[[ Source data open ]]

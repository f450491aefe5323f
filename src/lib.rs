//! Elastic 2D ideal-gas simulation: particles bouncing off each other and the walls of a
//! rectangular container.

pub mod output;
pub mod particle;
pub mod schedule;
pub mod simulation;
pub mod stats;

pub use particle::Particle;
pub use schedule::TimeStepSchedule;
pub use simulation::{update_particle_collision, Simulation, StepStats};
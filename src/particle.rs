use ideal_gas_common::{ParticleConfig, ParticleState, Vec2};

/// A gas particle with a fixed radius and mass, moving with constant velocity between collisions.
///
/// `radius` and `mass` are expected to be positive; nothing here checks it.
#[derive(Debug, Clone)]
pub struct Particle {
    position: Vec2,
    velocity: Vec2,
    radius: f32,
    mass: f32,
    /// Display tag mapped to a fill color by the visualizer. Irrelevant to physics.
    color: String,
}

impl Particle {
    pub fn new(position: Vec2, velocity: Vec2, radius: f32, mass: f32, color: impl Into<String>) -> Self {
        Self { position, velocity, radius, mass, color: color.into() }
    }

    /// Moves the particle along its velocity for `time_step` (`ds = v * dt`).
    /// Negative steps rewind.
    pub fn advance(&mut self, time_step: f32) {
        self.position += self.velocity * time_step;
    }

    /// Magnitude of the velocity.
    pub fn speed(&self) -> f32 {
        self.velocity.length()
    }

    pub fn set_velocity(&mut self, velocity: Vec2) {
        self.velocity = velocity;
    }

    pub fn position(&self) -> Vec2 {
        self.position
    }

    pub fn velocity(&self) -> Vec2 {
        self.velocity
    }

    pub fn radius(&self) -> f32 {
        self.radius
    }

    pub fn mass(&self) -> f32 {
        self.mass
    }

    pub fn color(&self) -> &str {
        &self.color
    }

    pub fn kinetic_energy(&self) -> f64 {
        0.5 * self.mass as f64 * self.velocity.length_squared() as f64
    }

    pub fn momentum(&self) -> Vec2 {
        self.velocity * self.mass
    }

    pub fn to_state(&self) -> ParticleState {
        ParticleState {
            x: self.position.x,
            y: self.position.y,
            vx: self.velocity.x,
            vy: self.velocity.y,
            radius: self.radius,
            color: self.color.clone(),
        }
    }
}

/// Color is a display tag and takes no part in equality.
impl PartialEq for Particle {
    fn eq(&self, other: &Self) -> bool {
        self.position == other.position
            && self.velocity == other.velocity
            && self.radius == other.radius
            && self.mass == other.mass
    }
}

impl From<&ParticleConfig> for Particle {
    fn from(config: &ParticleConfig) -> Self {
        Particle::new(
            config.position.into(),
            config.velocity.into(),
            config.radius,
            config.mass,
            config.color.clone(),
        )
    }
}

[[ Source data closed ]]
[[ Source data open ]]

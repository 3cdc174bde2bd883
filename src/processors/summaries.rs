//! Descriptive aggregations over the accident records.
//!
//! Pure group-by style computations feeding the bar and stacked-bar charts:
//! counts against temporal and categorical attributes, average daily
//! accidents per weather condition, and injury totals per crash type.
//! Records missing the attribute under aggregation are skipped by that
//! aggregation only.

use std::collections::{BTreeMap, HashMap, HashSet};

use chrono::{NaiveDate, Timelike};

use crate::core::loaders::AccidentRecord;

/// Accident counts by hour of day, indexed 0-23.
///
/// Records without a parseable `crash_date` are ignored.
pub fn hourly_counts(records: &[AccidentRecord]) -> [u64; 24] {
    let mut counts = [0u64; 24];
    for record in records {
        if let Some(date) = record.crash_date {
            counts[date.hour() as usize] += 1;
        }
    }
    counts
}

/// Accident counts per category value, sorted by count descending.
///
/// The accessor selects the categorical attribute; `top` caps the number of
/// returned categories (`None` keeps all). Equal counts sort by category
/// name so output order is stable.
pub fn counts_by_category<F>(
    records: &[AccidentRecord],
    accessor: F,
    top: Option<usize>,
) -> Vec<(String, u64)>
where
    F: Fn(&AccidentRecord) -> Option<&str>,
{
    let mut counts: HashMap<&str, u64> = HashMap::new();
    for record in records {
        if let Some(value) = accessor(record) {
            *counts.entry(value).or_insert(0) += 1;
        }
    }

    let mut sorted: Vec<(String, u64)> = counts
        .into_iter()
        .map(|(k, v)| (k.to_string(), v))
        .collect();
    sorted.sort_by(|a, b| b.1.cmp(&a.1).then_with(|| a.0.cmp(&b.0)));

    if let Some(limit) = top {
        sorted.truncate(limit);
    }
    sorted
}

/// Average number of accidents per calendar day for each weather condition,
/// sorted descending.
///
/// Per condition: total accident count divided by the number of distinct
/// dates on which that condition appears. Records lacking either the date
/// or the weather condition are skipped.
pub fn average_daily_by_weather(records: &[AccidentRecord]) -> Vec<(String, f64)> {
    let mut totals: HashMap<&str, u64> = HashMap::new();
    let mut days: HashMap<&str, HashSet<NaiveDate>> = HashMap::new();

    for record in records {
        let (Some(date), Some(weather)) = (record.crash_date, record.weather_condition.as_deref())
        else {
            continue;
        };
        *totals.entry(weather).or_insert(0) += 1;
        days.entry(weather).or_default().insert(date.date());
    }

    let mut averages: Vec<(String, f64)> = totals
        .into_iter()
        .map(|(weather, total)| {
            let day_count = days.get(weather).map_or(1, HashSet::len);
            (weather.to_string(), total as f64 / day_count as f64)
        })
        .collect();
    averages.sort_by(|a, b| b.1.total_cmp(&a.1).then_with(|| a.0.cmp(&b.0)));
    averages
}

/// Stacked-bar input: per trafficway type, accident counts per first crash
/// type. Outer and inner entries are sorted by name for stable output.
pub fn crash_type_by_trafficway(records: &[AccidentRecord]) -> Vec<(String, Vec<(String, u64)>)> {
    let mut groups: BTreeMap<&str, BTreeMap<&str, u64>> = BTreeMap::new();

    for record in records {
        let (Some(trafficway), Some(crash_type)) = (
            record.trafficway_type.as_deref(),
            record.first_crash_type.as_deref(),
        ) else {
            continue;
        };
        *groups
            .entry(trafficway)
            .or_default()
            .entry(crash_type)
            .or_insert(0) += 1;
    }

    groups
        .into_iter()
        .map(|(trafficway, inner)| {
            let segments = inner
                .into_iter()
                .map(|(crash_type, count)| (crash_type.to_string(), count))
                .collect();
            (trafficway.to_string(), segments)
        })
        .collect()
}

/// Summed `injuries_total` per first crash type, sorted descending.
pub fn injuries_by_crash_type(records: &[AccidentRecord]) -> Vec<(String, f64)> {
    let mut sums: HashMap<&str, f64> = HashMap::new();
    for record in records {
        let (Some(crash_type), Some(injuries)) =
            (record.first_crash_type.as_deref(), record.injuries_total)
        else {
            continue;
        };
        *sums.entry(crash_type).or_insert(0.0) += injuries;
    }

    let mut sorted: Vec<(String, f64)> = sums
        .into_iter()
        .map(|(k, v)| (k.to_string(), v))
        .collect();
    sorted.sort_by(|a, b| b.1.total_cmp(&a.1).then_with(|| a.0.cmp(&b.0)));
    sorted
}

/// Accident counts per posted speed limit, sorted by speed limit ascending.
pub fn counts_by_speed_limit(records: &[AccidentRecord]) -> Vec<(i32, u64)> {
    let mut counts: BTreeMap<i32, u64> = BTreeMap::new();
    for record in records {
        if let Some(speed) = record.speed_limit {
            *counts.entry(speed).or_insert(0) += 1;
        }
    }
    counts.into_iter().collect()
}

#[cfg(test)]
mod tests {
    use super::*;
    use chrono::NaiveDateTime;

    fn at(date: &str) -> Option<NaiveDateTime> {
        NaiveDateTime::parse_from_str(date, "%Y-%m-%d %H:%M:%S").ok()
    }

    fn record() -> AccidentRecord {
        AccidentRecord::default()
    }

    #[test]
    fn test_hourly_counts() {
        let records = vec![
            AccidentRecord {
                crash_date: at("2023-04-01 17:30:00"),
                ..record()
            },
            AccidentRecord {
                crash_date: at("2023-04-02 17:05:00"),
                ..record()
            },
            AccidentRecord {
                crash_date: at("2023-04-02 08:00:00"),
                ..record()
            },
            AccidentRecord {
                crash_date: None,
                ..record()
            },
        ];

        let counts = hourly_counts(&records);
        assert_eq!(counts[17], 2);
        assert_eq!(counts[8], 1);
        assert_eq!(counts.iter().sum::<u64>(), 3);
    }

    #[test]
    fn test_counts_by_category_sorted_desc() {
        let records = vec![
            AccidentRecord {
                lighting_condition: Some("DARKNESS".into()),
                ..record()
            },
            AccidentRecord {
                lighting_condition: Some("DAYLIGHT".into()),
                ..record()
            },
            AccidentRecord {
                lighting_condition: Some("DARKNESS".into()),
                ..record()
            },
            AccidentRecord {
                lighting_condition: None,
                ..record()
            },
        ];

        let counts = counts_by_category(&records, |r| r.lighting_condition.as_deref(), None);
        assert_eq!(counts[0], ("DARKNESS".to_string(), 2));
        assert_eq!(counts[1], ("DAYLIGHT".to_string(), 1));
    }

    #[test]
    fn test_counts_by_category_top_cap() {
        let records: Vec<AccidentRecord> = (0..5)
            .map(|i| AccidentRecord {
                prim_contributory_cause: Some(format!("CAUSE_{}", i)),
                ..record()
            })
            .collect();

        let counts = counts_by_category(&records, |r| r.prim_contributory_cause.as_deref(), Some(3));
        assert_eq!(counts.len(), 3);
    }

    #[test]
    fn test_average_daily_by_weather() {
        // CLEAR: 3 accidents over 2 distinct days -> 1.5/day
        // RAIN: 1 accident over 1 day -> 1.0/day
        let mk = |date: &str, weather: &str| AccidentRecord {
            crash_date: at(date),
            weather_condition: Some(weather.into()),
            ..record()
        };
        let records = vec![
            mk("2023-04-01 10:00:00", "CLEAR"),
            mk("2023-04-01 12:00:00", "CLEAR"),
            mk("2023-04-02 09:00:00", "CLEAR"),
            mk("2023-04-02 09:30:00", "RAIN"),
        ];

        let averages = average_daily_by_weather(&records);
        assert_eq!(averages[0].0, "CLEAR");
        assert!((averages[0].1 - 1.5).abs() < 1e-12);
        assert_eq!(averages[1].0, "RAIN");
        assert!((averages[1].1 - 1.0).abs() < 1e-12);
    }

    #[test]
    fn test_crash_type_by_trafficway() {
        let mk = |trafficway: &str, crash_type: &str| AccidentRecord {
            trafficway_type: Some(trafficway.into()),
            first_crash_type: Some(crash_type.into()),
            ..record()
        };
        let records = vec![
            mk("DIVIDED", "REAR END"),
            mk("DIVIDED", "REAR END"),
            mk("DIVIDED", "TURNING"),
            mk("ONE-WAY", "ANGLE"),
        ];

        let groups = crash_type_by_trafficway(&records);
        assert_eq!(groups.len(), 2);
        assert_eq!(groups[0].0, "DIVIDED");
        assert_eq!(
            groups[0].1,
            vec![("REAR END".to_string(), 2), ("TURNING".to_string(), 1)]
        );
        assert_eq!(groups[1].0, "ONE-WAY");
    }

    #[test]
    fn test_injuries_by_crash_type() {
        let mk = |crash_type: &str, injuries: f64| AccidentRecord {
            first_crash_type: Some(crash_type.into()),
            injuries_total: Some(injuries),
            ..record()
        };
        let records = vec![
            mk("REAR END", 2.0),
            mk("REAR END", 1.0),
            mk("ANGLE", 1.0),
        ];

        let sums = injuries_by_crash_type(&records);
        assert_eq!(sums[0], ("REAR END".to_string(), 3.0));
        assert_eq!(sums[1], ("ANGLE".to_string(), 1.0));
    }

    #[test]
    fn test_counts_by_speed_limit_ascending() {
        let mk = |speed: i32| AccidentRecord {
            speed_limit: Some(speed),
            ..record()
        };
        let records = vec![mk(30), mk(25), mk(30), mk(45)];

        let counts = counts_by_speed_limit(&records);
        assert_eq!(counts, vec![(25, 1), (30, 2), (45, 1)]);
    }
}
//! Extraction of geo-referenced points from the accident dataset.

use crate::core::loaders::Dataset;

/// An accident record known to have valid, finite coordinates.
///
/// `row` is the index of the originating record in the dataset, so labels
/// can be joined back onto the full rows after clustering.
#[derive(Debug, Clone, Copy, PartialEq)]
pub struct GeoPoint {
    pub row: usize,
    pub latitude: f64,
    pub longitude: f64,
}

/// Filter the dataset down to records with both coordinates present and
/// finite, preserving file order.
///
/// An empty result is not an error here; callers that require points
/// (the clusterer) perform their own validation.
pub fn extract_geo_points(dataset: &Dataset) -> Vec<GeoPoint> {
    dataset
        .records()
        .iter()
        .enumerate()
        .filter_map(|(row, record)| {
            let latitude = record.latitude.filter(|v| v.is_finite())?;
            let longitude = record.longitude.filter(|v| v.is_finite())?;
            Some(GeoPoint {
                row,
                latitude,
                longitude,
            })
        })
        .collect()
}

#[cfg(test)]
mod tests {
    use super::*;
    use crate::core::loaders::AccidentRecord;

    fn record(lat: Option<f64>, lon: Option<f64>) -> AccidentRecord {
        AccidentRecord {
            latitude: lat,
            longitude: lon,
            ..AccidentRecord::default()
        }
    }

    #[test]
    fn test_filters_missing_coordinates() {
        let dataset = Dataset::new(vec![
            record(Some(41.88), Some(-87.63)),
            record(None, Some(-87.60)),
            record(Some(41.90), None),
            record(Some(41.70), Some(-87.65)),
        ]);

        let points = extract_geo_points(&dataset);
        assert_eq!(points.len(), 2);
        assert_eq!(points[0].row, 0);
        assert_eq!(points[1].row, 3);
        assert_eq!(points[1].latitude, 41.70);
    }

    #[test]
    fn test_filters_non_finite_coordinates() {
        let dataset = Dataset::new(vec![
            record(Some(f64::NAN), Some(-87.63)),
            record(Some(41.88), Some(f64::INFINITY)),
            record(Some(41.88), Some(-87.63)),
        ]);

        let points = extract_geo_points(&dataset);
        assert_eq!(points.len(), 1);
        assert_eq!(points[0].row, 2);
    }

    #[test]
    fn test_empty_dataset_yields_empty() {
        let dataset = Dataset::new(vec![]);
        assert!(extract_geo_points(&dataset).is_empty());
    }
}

[[ Source data closed ]]

## Work required
Scan the records for the word "GeoPoint" and copy every line where it is found.

## Solution
pub struct GeoPoint {
pub fn extract_geo_points(dataset: &Dataset) -> Vec<GeoPoint> {
            Some(GeoPoint {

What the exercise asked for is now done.